[What needs to be done]
Hunt through the lines below for the string "started" and copy each one that has it.

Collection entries
————

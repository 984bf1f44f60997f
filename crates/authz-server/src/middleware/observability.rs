//! Request ids, one tracing span per request, and slow request reporting.

use std::time::{Duration, Instant};

use axum::Router;
use axum::extract::Request;
use axum::http::{HeaderName, header};
use axum::middleware::{self, Next};
use axum::response::Response;
use tower::ServiceBuilder;
use tower_http::request_id::{MakeRequestUuid, PropagateRequestIdLayer, SetRequestIdLayer};
use tower_http::sensitive_headers::SetSensitiveRequestHeadersLayer;
use tower_http::trace::{DefaultOnResponse, TraceLayer};
use tracing::{Level, Span};

use crate::utility::tracing_targets::TRACING_TARGET_REQUEST;

/// Header carrying the request id.
pub const REQUEST_ID_HEADER: &str = "x-request-id";

/// Requests slower than this are logged at `warn`.
const SLOW_REQUEST: Duration = Duration::from_secs(1);

/// Staff imports parse a whole CSV file and get more time.
const SLOW_IMPORT: Duration = Duration::from_secs(10);

/// Extension trait for `axum::`[`Router`] to apply observability middleware.
pub trait RouterObservabilityExt<S> {
    /// Tags every request with an `x-request-id`, opens a span carrying it,
    /// hides credentials from that span and reports slow requests.
    fn with_observability(self) -> Self;
}

impl<S> RouterObservabilityExt<S> for Router<S>
where
    S: Clone + Send + Sync + 'static,
{
    fn with_observability(self) -> Self {
        let request_id = HeaderName::from_static(REQUEST_ID_HEADER);

        let trace = TraceLayer::new_for_http()
            .make_span_with(request_span)
            .on_response(DefaultOnResponse::new().level(Level::DEBUG));

        let layers = ServiceBuilder::new()
            .layer(SetRequestIdLayer::new(request_id.clone(), MakeRequestUuid))
            .layer(SetSensitiveRequestHeadersLayer::new([
                header::AUTHORIZATION,
                header::COOKIE,
            ]))
            .layer(trace)
            .layer(PropagateRequestIdLayer::new(request_id))
            .layer(middleware::from_fn(report_slow_requests));

        self.layer(layers)
    }
}

fn request_span(request: &Request) -> Span {
    let request_id = request
        .headers()
        .get(REQUEST_ID_HEADER)
        .and_then(|value| value.to_str().ok())
        .unwrap_or_default();

    tracing::info_span!(
        target: TRACING_TARGET_REQUEST,
        "request",
        id = request_id,
        method = %request.method(),
        path = request.uri().path(),
    )
}

fn threshold(path: &str) -> Duration {
    if path.contains("/users/import") {
        SLOW_IMPORT
    } else {
        SLOW_REQUEST
    }
}

async fn report_slow_requests(request: Request, next: Next) -> Response {
    let started = Instant::now();
    let limit = threshold(request.uri().path());

    let response = next.run(request).await;

    let elapsed = started.elapsed();
    if elapsed > limit {
        tracing::warn!(
            target: TRACING_TARGET_REQUEST,
            status = response.status().as_u16(),
            elapsed_ms = elapsed.as_millis() as u64,
            limit_ms = limit.as_millis() as u64,
            "slow request"
        );
    }

    response
}

#[cfg(test)]
mod tests {
    use axum::routing::get;
    use axum_test::TestServer;

    use super::*;

    #[tokio::test]
    async fn request_id_is_generated_or_echoed() -> anyhow::Result<()> {
        let app = Router::new()
            .route("/", get(|| async { "ok" }))
            .with_observability();
        let server = TestServer::new(app)?;

        let generated = server.get("/").await;
        assert!(generated.maybe_header(REQUEST_ID_HEADER).is_some());

        let echoed = server
            .get("/")
            .add_header(REQUEST_ID_HEADER, "caller-chosen-id")
            .await;
        assert_eq!(echoed.header(REQUEST_ID_HEADER), "caller-chosen-id");
        Ok(())
    }

    #[test]
    fn imports_get_a_longer_threshold() {
        assert_eq!(threshold("/institutions/abc/users/import/validate/"), SLOW_IMPORT);
        assert_eq!(threshold("/institutions/abc/users/"), SLOW_REQUEST);
    }
}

————

[Completed task]
    let started = Instant::now();
    let elapsed = started.elapsed();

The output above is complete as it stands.